The Spirit Who Helps

Romans 8:18-27

How to Use

Preparing to teach:

  • Read the Bible Lesson by Tony Cartledge in this month’s issue of the Nurturing Faith Journal
  • Watch Tony’s Video for this session
  • Select either the Adult or Youth teaching guide and follow the directions

Tony’s Overview Video

Click the icon to view the Bible Lesson by Tony Cartledge
Bible Lesson by Tony Cartledge

Likewise the Spirit helps us in our weakness; for we do not know how to pray as we ought, but that very Spirit intercedes with sighs too deep for words. (Rom. 8:26)

The epistle reading for Pentecost Sunday is a reminder that the Spirit’s activity was not limited to the halcyon days following the initial influx of Spirit-empowered boldness and speech. Evidence of the Spirit’s work continued throughout the book of Acts, and Paul often stressed the importance of believers looking to the Spirit as their primary connection to God.

            The lectionary text for the day begins at Rom. 8:22, smack in the middle of a ponderous thought Paul was seeking to convey in vv. 18-25. We will benefit from incorporating the larger pericope.

 

Suffering and glory

(vv. 18-22)

With v. 18, Paul enters a discourse on suffering and hope that takes its point of departure from the previous verse, where he had spoken of believers as joint heirs of Christ – “if, in fact, we suffer with him so that we may also be glorified with him.”

            Suffering was par for the course in Paul’s life and in the lives of many early believers.
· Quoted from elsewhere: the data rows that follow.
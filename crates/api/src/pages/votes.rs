//! The signed-in user's active votes.

use tba_core::html::escape_html as esc;
use tba_core::marker::format_timestamp;
use tba_db::models::vote::MyVote;

use super::layout::{empty_block, render, status_line, Chrome};

pub fn render_votes(chrome: &Chrome, votes: &[MyVote]) -> String {
    let content = if votes.is_empty() {
        empty_block(
            "🗳️",
            "No votes yet. Open a marker and set your vote.",
            "",
            &[("/list", "Browse markers", true)],
        )
    } else {
        let rows: String = votes
            .iter()
            .map(|v| {
                let inactive = if v.marker_active {
                    ""
                } else {
                    r#" <span class="badge">(inactive)</span>"#
                };
                let updated = v
                    .updated_at
                    .map(|t| format_timestamp(&t.to_rfc3339()))
                    .unwrap_or_default();
                format!(
                    r#"<tr><td><a href="/marker/{id}">{title}</a>{inactive}</td><td>{kind}</td><td>{category}</td><td>{vote}</td><td>{updated}</td></tr>"#,
                    id = v.marker_id,
                    title = esc(&v.title),
                    kind = v.group_type.as_str(),
                    category = esc(&v.category_name),
                    vote = v.vote,
                    updated = esc(&updated),
                )
            })
            .collect();
        format!(
            r#"<table class="table"><thead><tr><th>Marker</th><th>Type</th><th>Category</th><th>My vote</th><th>Updated</th></tr></thead><tbody id="votesBody">{rows}</tbody></table>"#
        )
    };
    let status = if votes.is_empty() {
        String::new()
    } else {
        format!("Loaded {} vote(s).", votes.len())
    };

    let body = format!(
        "<h1>My votes</h1>{}{content}",
        status_line("votesStatus", &status)
    );
    render(chrome, "", &body)
}

#[cfg(test)]
mod tests {
    use tba_core::marker::GroupType;
    use tba_core::vote::VoteValue;

    use super::*;
    use crate::pages::layout::Nav;

    #[test]
    fn inactive_marker_badge() {
        let chrome = Chrome {
            title: "My votes".into(),
            nav: Nav::Votes,
            signed_in: true,
            email: None,
            login_url: "/login.html".into(),
        };
        let votes = vec![MyVote {
            marker_id: uuid::Uuid::nil(),
            vote: VoteValue::new(9).unwrap(),
            updated_at: None,
            title: "Gone <place>".into(),
            group_type: GroupType::Place,
            category_id: None,
            category_name: "Pizza".into(),
            marker_active: false,
        }];
        let html = render_votes(&chrome, &votes);
        assert!(html.contains("Gone &lt;place&gt;"));
        assert!(html.contains("(inactive)"));
        assert!(html.contains("Loaded 1 vote(s)."));
        assert!(html.contains("<td>9</td>"));
    }
}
Day to day existence could be hard. Conflict was common. Believers could be persecuted by government actors or by members of other faiths. The world seemed to be getting worse rather than better. [DD]

            Paul knew suffering, but he understood it as a prelude to something far better: “I consider that the sufferings of this present time are not worth comparing with the glory about to be revealed to us” (v. 18). When suffering comes, we have options for dealing with it. One option is to let it control us, to get lost in it, and to spiral downward into an emotional abyss.

A better option is to look beyond present suffering to better days. In some cases, the timeline may be short: when suffering from the flu, recovery is usually a few days away. With broken bones, we may be back on our feet within weeks. Though it seems long, car payments or mortgage installments will be eventually paid in full, though years down the road.

Other conditions, however, may have no end in sight. Some diseases are not curable. Some relationships may never be healed. Some people remain bound in poverty. Even those situations are not without hope, however. The hardships of this life will one day give way to “the glory about to be revealed to us.”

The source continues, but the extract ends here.